* [What the task asks] Report every line of the records that includes the word "trimmed".

* [Saved entries]

================================

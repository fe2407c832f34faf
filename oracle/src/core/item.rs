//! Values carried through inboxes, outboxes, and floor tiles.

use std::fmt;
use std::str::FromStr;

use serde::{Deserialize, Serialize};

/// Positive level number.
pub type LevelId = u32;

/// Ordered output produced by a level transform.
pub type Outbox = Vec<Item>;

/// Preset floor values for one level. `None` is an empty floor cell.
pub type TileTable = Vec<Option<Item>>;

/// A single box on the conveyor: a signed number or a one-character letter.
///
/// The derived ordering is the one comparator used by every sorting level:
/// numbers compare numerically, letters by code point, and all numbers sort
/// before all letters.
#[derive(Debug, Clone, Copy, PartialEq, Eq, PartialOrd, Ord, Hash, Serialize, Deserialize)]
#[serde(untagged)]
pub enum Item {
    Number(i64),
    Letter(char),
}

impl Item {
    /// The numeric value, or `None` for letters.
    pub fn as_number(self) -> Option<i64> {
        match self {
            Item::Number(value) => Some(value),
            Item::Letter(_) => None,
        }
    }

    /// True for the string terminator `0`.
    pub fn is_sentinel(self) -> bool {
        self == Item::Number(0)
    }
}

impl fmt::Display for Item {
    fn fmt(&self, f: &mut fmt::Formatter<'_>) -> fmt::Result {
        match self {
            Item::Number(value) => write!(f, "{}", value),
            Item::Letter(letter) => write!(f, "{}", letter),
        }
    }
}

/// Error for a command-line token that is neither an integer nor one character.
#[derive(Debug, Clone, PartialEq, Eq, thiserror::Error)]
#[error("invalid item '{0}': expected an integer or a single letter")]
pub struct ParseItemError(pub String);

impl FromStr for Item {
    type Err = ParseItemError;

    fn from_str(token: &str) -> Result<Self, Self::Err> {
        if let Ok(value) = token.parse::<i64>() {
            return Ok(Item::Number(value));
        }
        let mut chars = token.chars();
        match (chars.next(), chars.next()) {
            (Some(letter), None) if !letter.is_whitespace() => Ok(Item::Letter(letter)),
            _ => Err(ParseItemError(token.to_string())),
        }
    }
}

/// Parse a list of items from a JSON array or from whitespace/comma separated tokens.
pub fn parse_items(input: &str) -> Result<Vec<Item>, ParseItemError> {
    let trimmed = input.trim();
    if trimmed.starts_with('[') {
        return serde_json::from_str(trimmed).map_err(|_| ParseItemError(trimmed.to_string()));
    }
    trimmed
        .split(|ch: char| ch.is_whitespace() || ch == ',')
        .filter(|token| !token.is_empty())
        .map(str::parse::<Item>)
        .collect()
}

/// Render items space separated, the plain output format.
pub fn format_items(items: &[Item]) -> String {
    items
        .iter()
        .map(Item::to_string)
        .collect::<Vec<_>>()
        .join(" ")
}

================================

* [Response to this exercise]
    let trimmed = input.trim();
    if trimmed.starts_with('[') {
        return serde_json::from_str(trimmed).map_err(|_| ParseItemError(trimmed.to_string()));
    trimmed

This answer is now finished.